* Dataset extract *
# # #

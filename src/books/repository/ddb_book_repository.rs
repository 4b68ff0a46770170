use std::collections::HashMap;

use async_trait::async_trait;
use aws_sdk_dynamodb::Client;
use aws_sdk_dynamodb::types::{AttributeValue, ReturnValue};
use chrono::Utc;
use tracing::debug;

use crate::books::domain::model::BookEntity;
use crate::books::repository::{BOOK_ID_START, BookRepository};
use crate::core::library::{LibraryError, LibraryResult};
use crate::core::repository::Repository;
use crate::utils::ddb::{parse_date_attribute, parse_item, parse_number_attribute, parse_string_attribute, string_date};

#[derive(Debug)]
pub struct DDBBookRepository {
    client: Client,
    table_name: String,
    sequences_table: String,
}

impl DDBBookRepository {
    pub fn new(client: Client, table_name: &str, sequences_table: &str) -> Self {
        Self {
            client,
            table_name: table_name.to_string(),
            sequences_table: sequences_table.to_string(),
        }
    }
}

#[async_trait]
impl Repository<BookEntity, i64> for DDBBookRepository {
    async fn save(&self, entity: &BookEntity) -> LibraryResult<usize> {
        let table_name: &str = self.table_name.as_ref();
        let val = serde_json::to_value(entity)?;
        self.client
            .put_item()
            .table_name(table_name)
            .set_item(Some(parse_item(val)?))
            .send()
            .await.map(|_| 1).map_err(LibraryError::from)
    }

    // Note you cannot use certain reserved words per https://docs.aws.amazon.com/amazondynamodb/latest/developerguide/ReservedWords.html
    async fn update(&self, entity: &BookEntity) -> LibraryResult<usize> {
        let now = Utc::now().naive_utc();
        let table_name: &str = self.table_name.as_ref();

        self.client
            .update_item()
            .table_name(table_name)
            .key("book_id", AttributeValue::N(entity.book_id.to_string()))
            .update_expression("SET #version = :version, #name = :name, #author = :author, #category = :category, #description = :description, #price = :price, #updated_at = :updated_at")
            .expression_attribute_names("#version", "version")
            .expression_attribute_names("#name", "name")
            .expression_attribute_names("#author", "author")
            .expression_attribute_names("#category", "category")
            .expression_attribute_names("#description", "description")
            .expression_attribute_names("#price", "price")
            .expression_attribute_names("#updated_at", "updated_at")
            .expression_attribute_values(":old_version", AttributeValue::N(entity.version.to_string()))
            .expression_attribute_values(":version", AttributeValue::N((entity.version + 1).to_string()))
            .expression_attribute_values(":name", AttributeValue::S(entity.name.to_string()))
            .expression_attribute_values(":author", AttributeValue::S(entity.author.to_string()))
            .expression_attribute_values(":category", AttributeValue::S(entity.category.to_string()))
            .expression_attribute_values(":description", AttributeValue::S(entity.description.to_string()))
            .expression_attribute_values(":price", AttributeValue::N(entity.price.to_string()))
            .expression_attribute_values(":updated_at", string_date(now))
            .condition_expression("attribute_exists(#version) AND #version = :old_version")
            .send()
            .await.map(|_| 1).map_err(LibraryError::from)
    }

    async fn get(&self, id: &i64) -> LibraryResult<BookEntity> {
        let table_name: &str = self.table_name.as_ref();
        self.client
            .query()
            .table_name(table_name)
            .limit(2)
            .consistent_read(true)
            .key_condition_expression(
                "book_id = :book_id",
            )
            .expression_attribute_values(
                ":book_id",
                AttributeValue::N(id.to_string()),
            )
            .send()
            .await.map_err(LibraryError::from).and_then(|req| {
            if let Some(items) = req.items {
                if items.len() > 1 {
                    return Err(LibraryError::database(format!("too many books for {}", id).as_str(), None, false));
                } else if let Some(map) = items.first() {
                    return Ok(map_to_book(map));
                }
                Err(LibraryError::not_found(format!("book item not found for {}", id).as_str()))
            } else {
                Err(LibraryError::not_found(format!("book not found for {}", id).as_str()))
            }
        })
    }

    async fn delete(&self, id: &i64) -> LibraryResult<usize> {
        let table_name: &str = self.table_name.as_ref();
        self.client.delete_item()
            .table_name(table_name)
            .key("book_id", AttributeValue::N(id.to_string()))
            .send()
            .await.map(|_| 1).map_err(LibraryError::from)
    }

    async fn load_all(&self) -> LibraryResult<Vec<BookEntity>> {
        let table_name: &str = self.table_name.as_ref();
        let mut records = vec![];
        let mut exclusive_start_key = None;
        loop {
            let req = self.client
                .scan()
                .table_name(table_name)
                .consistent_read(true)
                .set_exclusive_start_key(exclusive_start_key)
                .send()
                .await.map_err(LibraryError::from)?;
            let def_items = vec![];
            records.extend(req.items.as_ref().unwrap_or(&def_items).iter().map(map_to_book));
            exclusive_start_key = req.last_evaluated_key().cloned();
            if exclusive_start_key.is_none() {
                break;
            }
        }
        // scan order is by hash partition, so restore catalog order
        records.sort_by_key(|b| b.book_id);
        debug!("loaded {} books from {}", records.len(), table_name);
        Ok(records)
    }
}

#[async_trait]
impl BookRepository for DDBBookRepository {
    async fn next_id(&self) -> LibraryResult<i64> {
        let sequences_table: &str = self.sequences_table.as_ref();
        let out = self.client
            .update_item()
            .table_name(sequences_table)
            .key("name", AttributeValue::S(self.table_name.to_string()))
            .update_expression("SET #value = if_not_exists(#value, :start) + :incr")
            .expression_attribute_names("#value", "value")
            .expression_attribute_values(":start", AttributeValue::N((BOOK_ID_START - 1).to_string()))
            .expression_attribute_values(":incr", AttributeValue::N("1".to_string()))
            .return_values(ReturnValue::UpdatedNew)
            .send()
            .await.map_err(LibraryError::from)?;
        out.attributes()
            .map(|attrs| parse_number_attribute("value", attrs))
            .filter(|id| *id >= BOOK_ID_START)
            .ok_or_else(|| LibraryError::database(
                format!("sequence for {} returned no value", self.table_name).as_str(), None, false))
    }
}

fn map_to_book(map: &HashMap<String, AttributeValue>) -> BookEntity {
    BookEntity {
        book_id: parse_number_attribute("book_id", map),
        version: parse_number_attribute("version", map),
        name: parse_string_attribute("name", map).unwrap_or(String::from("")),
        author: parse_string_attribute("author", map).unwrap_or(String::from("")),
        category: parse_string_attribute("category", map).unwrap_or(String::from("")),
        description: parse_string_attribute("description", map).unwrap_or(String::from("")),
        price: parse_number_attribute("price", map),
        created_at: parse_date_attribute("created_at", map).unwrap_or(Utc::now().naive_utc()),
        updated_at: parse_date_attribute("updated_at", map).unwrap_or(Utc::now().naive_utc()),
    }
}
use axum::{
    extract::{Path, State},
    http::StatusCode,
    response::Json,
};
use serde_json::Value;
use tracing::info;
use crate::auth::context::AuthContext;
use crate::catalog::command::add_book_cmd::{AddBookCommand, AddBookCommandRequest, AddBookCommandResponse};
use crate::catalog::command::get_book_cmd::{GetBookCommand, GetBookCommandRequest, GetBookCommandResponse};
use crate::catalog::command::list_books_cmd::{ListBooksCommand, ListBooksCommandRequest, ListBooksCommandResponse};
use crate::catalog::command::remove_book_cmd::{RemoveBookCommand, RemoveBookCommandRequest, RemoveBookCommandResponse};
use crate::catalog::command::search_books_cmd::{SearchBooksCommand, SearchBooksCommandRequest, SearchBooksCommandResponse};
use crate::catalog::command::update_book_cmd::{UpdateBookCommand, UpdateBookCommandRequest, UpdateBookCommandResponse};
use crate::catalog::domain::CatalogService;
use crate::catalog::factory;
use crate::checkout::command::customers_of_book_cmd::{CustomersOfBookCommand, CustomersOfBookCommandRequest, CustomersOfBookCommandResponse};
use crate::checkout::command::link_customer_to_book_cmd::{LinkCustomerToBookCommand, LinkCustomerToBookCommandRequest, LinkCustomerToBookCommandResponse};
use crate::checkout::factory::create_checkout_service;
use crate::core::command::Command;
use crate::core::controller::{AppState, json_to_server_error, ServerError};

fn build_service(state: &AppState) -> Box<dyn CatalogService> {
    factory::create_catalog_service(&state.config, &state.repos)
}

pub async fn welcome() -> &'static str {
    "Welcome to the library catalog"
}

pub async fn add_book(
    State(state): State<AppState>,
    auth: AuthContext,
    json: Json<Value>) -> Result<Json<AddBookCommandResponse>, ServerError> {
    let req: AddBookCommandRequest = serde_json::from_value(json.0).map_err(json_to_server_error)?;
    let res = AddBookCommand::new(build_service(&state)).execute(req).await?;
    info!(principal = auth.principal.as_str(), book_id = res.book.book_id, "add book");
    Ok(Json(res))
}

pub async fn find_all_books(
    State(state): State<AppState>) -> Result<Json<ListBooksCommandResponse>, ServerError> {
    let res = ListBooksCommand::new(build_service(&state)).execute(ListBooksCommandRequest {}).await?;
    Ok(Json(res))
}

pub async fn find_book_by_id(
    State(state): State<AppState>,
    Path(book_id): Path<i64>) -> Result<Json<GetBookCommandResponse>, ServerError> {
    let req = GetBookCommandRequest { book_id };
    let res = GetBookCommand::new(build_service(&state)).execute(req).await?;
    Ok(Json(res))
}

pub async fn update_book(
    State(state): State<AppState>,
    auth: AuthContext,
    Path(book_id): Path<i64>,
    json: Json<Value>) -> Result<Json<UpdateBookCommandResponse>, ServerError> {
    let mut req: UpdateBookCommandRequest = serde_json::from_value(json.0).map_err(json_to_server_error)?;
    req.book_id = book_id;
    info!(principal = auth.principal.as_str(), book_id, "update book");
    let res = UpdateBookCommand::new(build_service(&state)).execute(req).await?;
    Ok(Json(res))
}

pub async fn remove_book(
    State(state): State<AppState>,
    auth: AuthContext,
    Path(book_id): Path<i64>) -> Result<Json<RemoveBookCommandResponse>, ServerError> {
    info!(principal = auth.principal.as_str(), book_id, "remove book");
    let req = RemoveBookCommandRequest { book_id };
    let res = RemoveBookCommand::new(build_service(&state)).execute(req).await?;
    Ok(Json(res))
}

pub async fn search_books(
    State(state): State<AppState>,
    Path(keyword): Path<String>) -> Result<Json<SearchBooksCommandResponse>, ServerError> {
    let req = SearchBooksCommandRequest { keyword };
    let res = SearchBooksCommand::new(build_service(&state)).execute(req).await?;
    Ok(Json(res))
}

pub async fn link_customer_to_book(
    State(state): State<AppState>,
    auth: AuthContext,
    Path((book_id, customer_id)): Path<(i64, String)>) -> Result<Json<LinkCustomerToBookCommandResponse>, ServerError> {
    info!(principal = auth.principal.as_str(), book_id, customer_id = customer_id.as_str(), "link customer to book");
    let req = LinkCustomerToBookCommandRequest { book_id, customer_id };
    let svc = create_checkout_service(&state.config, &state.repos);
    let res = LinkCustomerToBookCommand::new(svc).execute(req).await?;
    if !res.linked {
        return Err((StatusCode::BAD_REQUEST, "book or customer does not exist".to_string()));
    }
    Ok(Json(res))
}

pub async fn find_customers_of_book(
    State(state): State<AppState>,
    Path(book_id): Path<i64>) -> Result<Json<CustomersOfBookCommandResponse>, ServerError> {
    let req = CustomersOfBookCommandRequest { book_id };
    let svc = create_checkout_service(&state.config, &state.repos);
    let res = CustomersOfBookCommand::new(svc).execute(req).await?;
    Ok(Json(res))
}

# # #

From the material above, report how many lines contain the word "GetBookCommandResponse", giving only the number.

* Exercise solution *
2